▶ **WORK REQUEST**
Take each line of the entries below that contains "apply" and copy it.

Extracted records:
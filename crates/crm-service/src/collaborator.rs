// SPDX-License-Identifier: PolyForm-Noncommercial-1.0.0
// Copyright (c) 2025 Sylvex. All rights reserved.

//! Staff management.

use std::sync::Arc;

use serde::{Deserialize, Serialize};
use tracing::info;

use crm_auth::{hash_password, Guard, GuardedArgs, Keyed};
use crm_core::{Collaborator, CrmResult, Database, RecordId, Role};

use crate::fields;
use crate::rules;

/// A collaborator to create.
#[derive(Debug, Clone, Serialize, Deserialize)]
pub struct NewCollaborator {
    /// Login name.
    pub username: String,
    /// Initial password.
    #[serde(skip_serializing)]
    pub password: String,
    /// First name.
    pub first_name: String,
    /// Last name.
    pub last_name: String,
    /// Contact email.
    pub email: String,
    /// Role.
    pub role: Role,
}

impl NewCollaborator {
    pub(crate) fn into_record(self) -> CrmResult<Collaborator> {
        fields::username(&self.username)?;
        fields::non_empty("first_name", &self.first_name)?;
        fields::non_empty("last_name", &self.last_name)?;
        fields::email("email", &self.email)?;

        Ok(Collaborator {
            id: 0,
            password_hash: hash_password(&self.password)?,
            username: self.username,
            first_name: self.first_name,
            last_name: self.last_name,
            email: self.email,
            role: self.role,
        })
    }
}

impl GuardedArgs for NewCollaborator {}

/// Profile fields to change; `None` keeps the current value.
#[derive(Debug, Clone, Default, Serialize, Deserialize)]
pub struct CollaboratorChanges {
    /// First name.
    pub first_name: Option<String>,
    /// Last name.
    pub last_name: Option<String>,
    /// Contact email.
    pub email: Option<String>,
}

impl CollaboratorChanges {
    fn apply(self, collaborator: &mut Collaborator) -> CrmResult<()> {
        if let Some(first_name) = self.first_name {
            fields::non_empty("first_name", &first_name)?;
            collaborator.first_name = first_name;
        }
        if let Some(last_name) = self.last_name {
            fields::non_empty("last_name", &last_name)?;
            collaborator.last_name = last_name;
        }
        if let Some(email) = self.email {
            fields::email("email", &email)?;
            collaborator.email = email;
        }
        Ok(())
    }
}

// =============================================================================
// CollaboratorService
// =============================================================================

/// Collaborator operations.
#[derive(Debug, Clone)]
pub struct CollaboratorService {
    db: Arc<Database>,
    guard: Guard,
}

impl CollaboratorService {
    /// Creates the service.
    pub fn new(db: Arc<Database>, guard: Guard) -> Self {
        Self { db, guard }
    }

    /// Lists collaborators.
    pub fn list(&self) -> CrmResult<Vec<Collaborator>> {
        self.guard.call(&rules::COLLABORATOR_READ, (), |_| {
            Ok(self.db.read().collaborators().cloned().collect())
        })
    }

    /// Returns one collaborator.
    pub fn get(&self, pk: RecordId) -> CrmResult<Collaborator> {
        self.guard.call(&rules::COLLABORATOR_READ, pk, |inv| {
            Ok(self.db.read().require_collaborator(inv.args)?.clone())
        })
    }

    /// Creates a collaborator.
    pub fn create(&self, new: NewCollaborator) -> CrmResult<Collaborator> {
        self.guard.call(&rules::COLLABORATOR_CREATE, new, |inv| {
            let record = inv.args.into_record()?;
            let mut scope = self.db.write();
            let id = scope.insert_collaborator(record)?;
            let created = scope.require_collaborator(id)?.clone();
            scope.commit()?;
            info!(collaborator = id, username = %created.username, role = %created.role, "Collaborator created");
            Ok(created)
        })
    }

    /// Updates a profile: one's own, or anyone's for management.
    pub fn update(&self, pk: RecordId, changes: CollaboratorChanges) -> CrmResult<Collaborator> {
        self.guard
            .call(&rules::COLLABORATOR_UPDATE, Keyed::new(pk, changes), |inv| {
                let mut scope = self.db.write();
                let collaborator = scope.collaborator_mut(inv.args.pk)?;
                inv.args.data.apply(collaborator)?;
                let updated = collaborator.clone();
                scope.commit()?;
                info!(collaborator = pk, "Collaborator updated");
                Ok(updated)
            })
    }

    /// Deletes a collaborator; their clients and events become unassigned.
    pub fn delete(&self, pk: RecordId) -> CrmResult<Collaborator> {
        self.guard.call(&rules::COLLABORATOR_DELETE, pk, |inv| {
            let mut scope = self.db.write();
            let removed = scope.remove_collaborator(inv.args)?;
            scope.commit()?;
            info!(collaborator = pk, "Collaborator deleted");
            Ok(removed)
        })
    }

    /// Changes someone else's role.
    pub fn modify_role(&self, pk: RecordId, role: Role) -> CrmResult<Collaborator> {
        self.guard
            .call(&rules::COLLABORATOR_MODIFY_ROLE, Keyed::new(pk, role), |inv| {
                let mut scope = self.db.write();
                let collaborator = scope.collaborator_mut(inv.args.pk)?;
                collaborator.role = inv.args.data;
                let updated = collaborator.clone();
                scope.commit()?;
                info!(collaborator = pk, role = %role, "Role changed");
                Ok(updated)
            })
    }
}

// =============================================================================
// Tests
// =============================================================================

---

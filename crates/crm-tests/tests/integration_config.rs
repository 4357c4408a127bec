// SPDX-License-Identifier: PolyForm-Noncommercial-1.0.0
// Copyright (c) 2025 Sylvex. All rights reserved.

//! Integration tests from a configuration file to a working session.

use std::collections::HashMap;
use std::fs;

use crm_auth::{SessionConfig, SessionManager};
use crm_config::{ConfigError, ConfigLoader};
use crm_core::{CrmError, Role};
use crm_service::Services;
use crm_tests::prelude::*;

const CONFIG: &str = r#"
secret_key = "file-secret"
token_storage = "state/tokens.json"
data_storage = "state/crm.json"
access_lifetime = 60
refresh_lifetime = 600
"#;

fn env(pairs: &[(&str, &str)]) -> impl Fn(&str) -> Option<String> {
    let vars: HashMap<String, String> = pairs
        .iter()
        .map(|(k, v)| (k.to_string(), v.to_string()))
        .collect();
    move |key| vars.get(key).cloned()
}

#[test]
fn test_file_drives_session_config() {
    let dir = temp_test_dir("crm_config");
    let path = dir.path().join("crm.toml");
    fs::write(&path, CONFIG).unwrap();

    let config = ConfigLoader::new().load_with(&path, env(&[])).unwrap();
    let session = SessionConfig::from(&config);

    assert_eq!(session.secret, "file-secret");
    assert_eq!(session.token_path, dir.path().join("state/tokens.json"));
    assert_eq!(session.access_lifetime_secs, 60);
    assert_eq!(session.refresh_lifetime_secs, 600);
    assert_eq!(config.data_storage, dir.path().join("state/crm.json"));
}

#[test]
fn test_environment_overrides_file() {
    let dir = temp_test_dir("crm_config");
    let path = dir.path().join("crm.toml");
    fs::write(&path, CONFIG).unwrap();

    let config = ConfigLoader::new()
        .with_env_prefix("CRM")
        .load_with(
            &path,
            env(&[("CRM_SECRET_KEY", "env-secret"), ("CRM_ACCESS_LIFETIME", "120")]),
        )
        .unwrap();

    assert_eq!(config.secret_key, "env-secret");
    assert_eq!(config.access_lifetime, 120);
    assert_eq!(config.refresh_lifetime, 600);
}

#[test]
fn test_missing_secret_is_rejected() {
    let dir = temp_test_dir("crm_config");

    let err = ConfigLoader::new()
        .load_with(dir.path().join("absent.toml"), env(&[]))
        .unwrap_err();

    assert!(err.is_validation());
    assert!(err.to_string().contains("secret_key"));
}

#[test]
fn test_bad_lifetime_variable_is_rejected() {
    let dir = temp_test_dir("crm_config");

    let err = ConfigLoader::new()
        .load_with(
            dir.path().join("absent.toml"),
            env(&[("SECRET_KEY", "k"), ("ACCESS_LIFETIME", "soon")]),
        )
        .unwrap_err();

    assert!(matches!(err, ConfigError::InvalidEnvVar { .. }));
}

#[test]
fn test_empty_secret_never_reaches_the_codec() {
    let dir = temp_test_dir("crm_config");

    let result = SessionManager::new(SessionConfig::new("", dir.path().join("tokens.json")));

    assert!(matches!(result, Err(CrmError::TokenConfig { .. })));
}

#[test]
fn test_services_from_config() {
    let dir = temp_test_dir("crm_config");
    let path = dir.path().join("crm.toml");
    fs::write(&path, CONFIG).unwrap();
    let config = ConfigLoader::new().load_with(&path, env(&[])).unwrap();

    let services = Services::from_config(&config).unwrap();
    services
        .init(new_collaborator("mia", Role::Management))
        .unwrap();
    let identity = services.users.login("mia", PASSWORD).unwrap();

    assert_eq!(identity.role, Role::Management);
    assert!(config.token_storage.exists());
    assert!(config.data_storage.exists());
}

▶ **WRITTEN SOLUTION**
    fn apply(self, collaborator: &mut Collaborator) -> CrmResult<()> {
                inv.args.data.apply(collaborator)?;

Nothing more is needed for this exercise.